◆ Work to be completed
Which of the lines below holds the string "DocumentHost"? Copy every line that does.

**** The records ****

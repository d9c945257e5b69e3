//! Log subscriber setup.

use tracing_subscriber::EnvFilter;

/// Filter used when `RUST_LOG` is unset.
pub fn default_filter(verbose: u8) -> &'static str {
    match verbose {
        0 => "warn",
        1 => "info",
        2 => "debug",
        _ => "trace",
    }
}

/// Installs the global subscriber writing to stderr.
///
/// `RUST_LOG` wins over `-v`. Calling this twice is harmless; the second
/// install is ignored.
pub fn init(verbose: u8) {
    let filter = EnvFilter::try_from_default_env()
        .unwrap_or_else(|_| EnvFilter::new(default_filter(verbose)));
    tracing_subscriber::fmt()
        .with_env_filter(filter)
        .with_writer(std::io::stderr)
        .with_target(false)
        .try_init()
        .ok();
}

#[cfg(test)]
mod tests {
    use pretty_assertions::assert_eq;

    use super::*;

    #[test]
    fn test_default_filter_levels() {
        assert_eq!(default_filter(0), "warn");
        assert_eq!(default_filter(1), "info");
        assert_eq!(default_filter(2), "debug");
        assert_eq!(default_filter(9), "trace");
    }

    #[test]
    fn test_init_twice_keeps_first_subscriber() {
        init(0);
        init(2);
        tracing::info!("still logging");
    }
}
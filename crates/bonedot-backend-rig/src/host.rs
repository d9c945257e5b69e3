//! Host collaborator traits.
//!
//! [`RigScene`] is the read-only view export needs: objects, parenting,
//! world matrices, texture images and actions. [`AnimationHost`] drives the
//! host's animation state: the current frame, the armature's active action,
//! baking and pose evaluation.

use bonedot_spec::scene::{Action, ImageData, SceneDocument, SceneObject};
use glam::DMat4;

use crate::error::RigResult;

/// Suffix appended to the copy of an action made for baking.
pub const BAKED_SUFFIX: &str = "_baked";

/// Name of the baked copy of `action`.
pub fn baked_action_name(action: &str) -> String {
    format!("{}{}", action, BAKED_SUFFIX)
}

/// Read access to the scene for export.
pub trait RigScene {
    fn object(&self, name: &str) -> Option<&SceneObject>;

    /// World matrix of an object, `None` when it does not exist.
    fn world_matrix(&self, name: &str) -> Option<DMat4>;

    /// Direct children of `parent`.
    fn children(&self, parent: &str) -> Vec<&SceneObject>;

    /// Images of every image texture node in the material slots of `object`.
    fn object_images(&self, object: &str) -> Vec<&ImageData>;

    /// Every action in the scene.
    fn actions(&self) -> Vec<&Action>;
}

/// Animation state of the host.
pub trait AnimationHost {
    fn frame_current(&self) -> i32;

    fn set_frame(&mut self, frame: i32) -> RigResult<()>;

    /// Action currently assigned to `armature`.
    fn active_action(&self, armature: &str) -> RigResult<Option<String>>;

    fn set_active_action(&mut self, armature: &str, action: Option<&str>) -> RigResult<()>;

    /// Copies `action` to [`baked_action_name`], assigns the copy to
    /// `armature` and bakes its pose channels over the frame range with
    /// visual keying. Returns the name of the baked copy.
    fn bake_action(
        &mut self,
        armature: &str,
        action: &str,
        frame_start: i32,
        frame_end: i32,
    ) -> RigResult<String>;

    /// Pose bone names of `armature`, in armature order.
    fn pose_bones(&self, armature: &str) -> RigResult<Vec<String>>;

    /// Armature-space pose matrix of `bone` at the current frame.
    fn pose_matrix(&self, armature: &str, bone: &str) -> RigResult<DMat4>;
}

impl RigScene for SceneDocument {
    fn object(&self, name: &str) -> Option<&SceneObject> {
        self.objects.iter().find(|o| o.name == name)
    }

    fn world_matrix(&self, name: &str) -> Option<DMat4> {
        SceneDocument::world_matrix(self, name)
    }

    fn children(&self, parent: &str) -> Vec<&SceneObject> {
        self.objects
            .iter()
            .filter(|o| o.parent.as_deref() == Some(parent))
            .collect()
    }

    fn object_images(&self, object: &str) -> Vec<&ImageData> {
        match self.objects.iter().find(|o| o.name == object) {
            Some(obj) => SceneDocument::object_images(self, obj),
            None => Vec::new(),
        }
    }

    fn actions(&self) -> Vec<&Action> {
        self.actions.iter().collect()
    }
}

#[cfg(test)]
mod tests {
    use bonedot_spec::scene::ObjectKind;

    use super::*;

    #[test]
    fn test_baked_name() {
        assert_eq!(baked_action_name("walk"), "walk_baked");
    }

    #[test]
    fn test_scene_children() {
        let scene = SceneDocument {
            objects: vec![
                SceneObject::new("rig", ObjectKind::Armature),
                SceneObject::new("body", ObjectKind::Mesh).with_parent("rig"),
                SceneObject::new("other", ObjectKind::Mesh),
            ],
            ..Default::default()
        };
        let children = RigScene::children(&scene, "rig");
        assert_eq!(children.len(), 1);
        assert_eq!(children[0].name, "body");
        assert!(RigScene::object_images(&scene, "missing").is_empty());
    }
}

****
**** The records ****

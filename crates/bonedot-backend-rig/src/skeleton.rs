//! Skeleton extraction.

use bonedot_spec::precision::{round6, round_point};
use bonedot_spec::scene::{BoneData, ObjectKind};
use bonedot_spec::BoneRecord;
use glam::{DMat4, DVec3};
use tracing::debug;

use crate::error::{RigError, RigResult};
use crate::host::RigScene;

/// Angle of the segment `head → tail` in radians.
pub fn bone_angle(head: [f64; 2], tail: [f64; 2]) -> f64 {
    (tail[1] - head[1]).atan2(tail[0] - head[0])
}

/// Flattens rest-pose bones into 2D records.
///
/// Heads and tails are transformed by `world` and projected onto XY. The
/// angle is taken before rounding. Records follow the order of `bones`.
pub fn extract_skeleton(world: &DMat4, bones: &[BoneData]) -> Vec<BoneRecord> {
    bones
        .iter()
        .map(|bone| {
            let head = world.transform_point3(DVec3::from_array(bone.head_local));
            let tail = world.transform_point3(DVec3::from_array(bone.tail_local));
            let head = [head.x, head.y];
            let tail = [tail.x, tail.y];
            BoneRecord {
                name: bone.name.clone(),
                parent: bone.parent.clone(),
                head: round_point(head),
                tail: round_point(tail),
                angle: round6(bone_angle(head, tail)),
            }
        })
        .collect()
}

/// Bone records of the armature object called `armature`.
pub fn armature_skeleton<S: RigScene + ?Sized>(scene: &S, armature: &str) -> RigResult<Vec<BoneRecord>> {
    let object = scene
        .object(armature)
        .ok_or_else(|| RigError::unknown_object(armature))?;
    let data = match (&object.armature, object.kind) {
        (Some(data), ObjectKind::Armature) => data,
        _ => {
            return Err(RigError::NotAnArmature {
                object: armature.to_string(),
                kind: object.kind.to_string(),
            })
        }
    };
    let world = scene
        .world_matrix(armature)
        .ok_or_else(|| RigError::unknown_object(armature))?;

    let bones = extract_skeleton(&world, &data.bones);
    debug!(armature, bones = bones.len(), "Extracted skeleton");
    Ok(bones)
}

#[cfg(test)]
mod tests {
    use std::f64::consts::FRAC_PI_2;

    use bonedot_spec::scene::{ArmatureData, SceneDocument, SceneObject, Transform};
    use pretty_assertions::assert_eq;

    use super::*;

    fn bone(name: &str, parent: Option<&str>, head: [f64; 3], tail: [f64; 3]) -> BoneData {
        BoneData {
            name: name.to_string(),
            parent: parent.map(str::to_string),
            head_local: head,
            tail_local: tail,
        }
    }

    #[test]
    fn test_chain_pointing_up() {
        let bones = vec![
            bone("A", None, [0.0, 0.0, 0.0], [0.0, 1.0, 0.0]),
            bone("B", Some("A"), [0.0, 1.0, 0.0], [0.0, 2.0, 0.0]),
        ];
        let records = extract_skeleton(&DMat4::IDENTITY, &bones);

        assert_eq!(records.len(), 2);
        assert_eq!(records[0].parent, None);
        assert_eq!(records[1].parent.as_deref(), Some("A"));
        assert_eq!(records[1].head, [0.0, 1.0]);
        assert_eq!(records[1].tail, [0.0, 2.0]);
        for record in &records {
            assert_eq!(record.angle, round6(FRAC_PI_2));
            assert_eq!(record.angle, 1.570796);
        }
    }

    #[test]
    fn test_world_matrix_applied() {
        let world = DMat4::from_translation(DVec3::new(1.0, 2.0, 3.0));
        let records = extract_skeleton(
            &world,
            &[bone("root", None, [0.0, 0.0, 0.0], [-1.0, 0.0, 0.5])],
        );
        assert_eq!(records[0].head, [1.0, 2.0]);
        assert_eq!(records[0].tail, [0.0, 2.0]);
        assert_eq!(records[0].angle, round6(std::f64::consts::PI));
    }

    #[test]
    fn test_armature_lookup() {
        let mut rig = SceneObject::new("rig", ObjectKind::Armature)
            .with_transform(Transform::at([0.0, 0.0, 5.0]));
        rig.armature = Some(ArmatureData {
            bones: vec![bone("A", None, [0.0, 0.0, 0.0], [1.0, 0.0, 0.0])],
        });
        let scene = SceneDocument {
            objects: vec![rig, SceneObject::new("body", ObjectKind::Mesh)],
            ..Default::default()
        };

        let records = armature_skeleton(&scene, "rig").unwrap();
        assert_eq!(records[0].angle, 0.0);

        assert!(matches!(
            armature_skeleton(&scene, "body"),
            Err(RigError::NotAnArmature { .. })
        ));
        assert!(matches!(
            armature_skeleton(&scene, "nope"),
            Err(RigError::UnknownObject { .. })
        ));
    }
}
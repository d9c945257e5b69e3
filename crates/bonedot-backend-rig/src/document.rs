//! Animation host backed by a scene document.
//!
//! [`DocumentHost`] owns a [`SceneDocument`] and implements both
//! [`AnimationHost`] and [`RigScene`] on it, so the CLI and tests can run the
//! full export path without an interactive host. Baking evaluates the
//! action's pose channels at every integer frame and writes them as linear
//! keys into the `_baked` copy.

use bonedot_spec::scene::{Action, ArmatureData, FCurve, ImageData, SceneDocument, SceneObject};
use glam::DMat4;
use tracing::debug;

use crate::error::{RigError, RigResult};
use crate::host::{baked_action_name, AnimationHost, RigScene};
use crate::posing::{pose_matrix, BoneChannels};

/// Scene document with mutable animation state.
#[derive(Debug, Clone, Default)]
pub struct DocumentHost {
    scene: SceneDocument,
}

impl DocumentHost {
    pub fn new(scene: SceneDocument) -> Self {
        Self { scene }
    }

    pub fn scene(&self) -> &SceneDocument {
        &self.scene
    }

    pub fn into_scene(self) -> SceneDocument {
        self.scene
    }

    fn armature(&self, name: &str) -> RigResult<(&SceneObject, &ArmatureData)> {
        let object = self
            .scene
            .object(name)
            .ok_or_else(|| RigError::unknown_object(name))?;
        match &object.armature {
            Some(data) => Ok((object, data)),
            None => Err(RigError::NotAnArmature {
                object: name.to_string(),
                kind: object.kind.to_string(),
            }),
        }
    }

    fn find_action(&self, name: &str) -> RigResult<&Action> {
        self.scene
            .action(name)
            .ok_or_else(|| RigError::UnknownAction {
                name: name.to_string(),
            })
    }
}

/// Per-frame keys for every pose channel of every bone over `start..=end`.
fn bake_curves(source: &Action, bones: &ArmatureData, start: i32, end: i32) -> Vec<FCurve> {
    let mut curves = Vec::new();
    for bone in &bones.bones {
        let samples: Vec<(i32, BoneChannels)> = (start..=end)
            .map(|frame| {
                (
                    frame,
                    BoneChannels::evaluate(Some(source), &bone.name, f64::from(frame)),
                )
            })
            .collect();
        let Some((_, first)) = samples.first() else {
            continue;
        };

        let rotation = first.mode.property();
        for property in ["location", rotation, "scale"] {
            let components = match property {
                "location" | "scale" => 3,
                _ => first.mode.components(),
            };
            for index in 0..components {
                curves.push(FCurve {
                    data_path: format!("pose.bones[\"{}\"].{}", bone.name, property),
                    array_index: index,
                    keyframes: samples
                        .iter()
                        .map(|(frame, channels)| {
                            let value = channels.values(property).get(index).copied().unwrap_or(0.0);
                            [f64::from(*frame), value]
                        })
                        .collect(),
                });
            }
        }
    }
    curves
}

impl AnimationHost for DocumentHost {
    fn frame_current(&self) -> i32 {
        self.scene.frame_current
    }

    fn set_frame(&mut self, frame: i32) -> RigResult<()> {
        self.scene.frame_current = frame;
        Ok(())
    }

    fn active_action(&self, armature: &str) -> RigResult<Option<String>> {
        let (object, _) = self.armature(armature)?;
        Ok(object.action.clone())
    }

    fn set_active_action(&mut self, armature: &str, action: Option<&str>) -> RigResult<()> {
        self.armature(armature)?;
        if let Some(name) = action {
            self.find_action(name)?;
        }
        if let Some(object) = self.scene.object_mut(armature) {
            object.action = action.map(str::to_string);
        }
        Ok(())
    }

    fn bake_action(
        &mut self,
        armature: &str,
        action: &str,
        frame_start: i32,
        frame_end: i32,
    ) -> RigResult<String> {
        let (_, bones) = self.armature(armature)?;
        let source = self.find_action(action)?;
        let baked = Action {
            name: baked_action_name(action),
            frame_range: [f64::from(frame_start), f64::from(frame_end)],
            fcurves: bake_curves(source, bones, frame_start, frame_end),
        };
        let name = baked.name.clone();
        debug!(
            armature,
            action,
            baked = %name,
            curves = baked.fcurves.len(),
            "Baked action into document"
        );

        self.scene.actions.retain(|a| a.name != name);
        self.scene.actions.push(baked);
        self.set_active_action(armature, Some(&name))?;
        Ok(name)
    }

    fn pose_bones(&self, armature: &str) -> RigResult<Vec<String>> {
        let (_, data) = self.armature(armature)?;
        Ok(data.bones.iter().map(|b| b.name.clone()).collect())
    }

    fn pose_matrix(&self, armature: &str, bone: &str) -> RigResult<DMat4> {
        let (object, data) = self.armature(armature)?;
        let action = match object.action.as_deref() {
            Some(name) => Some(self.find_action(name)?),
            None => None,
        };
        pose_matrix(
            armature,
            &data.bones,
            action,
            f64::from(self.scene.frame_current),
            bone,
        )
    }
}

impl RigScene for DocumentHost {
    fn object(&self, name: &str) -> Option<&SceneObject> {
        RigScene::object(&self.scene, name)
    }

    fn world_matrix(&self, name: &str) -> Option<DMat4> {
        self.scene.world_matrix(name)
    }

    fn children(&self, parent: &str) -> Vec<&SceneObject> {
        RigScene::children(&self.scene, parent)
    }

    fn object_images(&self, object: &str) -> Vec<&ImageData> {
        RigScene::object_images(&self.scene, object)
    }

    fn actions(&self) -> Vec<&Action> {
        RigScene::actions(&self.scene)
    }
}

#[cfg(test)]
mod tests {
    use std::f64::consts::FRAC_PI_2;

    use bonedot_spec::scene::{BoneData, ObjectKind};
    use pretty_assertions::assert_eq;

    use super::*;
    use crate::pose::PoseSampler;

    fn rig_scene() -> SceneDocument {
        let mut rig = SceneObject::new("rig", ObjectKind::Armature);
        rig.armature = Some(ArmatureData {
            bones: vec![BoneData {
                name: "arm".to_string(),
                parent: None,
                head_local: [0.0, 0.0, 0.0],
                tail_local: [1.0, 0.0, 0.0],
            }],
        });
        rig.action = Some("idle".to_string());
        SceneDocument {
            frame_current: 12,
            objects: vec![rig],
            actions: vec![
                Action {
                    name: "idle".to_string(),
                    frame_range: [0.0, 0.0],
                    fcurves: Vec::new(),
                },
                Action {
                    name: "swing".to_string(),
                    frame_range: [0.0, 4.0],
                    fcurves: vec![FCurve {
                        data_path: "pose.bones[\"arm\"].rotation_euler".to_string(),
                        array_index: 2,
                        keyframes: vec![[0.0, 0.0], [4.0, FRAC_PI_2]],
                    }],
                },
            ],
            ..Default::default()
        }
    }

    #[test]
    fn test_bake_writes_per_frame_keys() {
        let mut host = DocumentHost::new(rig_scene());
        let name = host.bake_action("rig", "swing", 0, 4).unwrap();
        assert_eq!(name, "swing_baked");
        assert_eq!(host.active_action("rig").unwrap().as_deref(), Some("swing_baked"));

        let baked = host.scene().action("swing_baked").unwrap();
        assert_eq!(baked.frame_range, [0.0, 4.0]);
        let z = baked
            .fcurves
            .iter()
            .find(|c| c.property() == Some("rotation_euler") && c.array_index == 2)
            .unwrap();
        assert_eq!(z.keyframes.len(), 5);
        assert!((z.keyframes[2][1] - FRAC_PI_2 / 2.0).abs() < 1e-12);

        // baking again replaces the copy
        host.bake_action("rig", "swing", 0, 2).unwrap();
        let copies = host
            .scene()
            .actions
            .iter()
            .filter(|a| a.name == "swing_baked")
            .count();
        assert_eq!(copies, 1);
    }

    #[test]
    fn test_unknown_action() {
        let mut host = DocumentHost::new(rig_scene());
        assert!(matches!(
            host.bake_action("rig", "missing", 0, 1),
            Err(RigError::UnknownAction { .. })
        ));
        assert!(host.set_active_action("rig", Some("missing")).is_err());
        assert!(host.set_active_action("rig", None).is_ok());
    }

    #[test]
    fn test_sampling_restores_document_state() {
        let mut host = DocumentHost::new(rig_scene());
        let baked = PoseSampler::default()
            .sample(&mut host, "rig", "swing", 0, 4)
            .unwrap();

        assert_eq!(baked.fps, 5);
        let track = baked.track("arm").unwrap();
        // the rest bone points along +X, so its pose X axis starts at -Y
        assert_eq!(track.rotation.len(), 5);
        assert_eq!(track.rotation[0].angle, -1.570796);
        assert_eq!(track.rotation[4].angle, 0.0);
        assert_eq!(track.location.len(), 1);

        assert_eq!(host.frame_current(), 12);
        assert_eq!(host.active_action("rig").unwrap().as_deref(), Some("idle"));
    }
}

****
**** The records ****

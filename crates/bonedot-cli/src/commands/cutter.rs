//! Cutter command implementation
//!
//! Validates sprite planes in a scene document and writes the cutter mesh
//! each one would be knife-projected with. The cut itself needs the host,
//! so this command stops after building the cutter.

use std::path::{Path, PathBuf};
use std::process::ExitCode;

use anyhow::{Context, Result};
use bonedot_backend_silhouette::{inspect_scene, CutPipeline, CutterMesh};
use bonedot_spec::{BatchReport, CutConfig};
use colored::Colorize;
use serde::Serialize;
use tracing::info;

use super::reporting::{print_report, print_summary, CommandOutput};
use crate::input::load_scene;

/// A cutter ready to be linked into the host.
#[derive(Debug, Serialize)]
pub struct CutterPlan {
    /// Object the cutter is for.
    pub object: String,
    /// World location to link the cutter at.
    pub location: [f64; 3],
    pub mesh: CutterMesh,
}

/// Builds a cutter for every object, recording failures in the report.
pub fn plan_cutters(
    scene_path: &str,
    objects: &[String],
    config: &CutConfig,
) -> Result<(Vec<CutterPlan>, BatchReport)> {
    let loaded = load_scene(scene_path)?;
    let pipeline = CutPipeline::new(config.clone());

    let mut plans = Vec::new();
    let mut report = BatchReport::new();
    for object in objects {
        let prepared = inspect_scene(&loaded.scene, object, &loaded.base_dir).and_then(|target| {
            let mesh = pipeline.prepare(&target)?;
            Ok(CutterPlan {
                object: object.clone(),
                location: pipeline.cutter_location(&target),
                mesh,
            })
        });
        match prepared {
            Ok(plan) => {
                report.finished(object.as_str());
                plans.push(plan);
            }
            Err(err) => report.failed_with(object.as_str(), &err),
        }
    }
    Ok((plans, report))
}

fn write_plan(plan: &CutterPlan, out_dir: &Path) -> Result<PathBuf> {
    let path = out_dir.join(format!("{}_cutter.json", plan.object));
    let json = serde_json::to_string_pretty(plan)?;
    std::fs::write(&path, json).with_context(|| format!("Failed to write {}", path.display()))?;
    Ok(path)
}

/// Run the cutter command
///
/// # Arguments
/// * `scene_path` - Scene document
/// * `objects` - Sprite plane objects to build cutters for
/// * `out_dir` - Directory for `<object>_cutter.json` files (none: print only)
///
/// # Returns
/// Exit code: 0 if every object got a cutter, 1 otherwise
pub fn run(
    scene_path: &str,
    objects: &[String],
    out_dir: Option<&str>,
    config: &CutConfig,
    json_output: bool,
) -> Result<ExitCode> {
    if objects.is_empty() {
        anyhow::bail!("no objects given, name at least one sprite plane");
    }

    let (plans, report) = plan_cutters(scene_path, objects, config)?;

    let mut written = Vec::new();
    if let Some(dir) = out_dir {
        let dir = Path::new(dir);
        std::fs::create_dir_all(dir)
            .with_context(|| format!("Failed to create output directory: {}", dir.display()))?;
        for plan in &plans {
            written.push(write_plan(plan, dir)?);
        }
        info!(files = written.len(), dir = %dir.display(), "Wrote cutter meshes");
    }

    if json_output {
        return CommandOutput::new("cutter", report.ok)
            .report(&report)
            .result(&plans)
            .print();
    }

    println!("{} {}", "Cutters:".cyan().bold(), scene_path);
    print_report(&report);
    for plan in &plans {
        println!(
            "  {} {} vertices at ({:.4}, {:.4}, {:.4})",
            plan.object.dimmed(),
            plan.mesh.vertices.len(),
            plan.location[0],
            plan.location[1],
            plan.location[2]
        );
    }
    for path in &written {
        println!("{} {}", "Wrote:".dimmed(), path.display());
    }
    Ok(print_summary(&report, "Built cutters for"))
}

****

◆ Problem solution
//! [`DocumentHost`] owns a [`SceneDocument`] and implements both
pub struct DocumentHost {
impl DocumentHost {
impl AnimationHost for DocumentHost {
impl RigScene for DocumentHost {
        let mut host = DocumentHost::new(rig_scene());
        let mut host = DocumentHost::new(rig_scene());
        let mut host = DocumentHost::new(rig_scene());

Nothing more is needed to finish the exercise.